基本的なコンポーネントに関しては、同様のものがそろっています。
比較して気づくのは、Smart GWTの画面読み込みの重さです。デモを切り替えるときにかなりまたされます。ちょっと不安になります。画面切り替えがあるようなソフトは気を付けたほうがよさそう。
また、Smart GWTは、それぞれの操作がワンテンポ重い気がします。これはJavaScriptとGWTの二重構造になってるためかと思ったのですが、どうもSmartClientが重いように思います。


コンポーネントの機能の違いは、Ext GWTのチャートと、Smart GWTのカレンダーでしょうか。
Smart GWTのカレンダーはGoogleカレンダーっぽいことが手軽にできてとても素敵です。
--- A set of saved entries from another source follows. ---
//! Format-independent load applier.
//!
//! [`Loader`] pulls [`ParseEvent`]s from a [`FormatParser`] and applies
//! them in place onto a destination value through its descriptors.
//! Loading is tolerant of unknown properties (skipped with a warning) and
//! strict about types: schema mismatches, missing required properties and
//! version conflicts abort the call.
//!
//! Pointer records are reconciled through the
//! [`LoadResolver`](crate::resolver::LoadResolver); after the root value,
//! remaining top-level records are parsed into their placeholders, and any
//! address that never received a record is a dangling reference.

use std::any::Any;
use std::collections::HashSet;

use crate::descriptor::{AtomicValue, MapOps, SequenceOps, TypeDescriptor, TypeKind};
use crate::error::{Error, Result};
use crate::formats::{FormatParser, OwnedMeta, ParseEvent};
use crate::iter::PropertyIter;
use crate::pointer::PointerOps;
use crate::registry::Registry;
use crate::resolver::LoadResolver;
use crate::save::name_property;

pub(crate) struct Loader<'a> {
    registry: &'a Registry,
    resolver: LoadResolver,
}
Ext GWTのチャートは、Flashを使ったコンポーネントですが、なかなか便利そう。
カレンダーはものすごく魅力的ですが、チャートのほうが出番は多い気がします。
個人的に困ってるのが、Ext GWTのポートレットの列を変えるAPIがないこと。結構ムリヤリなコードが必要です。あと、ポートレットの閉じるボタンがない。


開発のやりやすさですが、APIはSmart GWTのほうがスッキリしてるように思います。ただ、ひとたびわからない挙動があると、Smart GWTではJavaScriptライブラリまで追っていかなくてはなりません。基本的に、Smart GWTのライブラリは、JavaScriptで書かれたSmartClientライブラリを呼び出しているだけです。
Ext GWTのほうは、できる限りのことはすべてJavaで書かれているので、Javaだけ追えば大丈夫です。たとえばButtonクラスは、JSNIでのJavaScriptすらありません。ライブラリの挙動を確認する必要性はそれなりにあるので、すべてJavaで書かれているのは心強いです。また、処理を一部分かえたコンポーネントを作りたい場合、継承で対応できなければ元のソースをいじる必要がありますが、そのときにJavaScriptを触らなくていいので楽です。
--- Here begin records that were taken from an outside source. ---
//! Compact binary codec.
//!
//! Every item starts with a marker byte and a control byte. The control
//! byte's low nibble selects the item variant, the high bits flag optional
//! header fields. Payload-bearing items carry a size field; a size of zero
//! encodes the type's zero value and loads as a null item. Multi-byte
//! payloads are host-endian; the stream's byte order is recorded in a
//! protocol meta record and a mismatch with the reading host is a hard
//! error.
//!
//! Item layout:
//!
//! ```text
//! marker control [size] [type] [version] [addr] [name] [payload]
//! ```
//!
//! where `type`, `addr` and `name` are length-prefixed UTF-8 and `size` is
//! one byte for payloads under 128 bytes, otherwise `0x80 | n` followed by
//! an `n`-byte host-endian length.

use crate::address::AddressString;
use crate::context::{ParserContext, ParserState};
use crate::descriptor::{AtomicValue, IntWidth};
use crate::error::{Error, Result};
use crate::formats::{FormatParser, FormatWriter, ItemMeta, OwnedMeta, ParseEvent};

/// Leading byte of every item.
const MARKER: u8 = 0xAB;

/// Wire protocol revision carried by the leading meta record.
const PROTOCOL_VERSION: u8 = 1;

// Item variants (control low nibble).
const V_SIGNED: u8 = 0;
const V_UNSIGNED: u8 = 1;
const V_REAL: u8 = 2;
const V_STRING: u8 = 3;
const V_VALUE: u8 = 4;
const V_POINTER: u8 = 5;
const V_BOOL: u8 = 6;
const V_ENUM: u8 = 7;
const V_CHAR: u8 = 8;
const V_BLOCK_BEGIN: u8 = 9;
const V_BLOCK_END: u8 = 10;
const V_LIST_BEGIN: u8 = 11;
const V_LIST_END: u8 = 12;
const V_MAP_BEGIN: u8 = 13;
const V_MAP_END: u8 = 14;

// Control flags (high nibble).
const F_HAS_TYPE: u8 = 0x10;
const F_HAS_VERSION: u8 = 0x20;
const F_HAS_ADDRESS: u8 = 0x40;
const F_META: u8 = 0x80;

// Meta record kinds (low nibble when F_META is set).
const META_PROTOCOL: u8 = 0;
const META_COMMENT: u8 = 1;

fn host_endian() -> u8 {
    if cfg!(target_endian = "big") { 1 } else { 0 }
}

fn endian_name(flag: u8) -> &'static str {
    if flag == 1 { "big-endian" } else { "little-endian" }
}

// ---------------------------------------------------------------------------
// Writer
// ---------------------------------------------------------------------------

/// Renders items into an in-memory byte buffer.
pub struct BinaryWriter {
    buf: Vec<u8>,
}

impl BinaryWriter {
    pub fn new() -> Self {
        Self { buf: Vec::new() }
    }

    pub fn into_bytes(self) -> Vec<u8> {
        self.buf
    }

    pub fn bytes(&self) -> &[u8] {
        &self.buf
    }

    fn control_flags(meta: &ItemMeta<'_>) -> u8 {
        let mut flags = 0;
        if meta.type_name.is_some() {
            flags |= F_HAS_TYPE;
        }
        if meta.version.is_some() {
            flags |= F_HAS_VERSION;
        }
        if meta.address.is_some() {
            flags |= F_HAS_ADDRESS;
        }
        flags
    }

    fn put_size(&mut self, size: usize) {
        if size < 0x80 {
            self.buf.push(size as u8);
        } else if size <= u16::MAX as usize {
            self.buf.push(0x80 | 2);
            self.buf.extend_from_slice(&(size as u16).to_ne_bytes());
        } else if size <= u32::MAX as usize {
            self.buf.push(0x80 | 4);
            self.buf.extend_from_slice(&(size as u32).to_ne_bytes());
        } else {
            self.buf.push(0x80 | 8);
            self.buf.extend_from_slice(&(size as u64).to_ne_bytes());
        }
    }

    fn put_str(&mut self, s: &str) -> Result<()> {
        if s.len() > u8::MAX as usize {
            return Err(Error::protocol(format!("name '{s}' exceeds 255 bytes")));
        }
        self.buf.push(s.len() as u8);
        self.buf.extend_from_slice(s.as_bytes());
        Ok(())
    }

    fn put_header_fields(&mut self, meta: &ItemMeta<'_>) -> Result<()> {
        if let Some(type_name) = meta.type_name {
            self.put_str(type_name)?;
        }
        if let Some(version) = meta.version {
            self.buf.push(version);
        }
        if let Some(address) = meta.address {
            self.put_str(address.as_str())?;
        }
        self.put_str(meta.property_name)
    }

    fn put_item(&mut self, variant: u8, meta: &ItemMeta<'_>, payload: &[u8]) -> Result<()> {
        self.buf.push(MARKER);
        self.buf.push(variant | Self::control_flags(meta));
        self.put_size(payload.len());
        self.put_header_fields(meta)?;
        self.buf.extend_from_slice(payload);
        Ok(())
    }

    fn put_begin(&mut self, variant: u8, meta: &ItemMeta<'_>) -> Result<()> {
        self.buf.push(MARKER);
        self.buf.push(variant | Self::control_flags(meta));
        self.put_header_fields(meta)
    }

    fn put_end(&mut self, variant: u8) {
        self.buf.push(MARKER);
        self.buf.push(variant);
    }
}

impl Default for BinaryWriter {
    fn default() -> Self {
        Self::new()
    }
}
デザインは、独断と偏見で、Smart GWTの勝ちです。かわいい。


ということで、まず、無償でやりたいならLGPLのSmart GWTですね。GPLでソース公開するのは問題ないとしても、ソースをGPL対応にするのがめんどくさいです。ぼくはこのめんどくささから逃れるためにライセンス料払いました。
お金を払ってでもサポートが欲しいなら、日本語でやりとりができるExt GWTでしょう。
コンポーネントは、チャートが欲しいならExt GWtで、カレンダーが欲しいならSmart GWT。
すっきりプログラムを書きたいならSmart GWTで、ライブラリコードが追いやすいのがいいならExt GWT。
画面切り替えが多かったり、反応スピードが速い方がいいならExt GWT。
商売としてやるなら、ライセンス料払ってExt GWTを使うほうが、ソースの一番深いところまで追いやすく、拡張しやすいいのでいいのではないかと思います。
ぼくは、JavaScript読み書きたくないからGWT使うので、JavaScript追わなくていいExt GWTにしました。


と言ったところでしょうか。
一番いいのは、使い易いライセンスで全部GWTで書かれてカレンダーもチャートものったデザインがかわいく動作が軽快なGUIフレームワークが出てくることですね。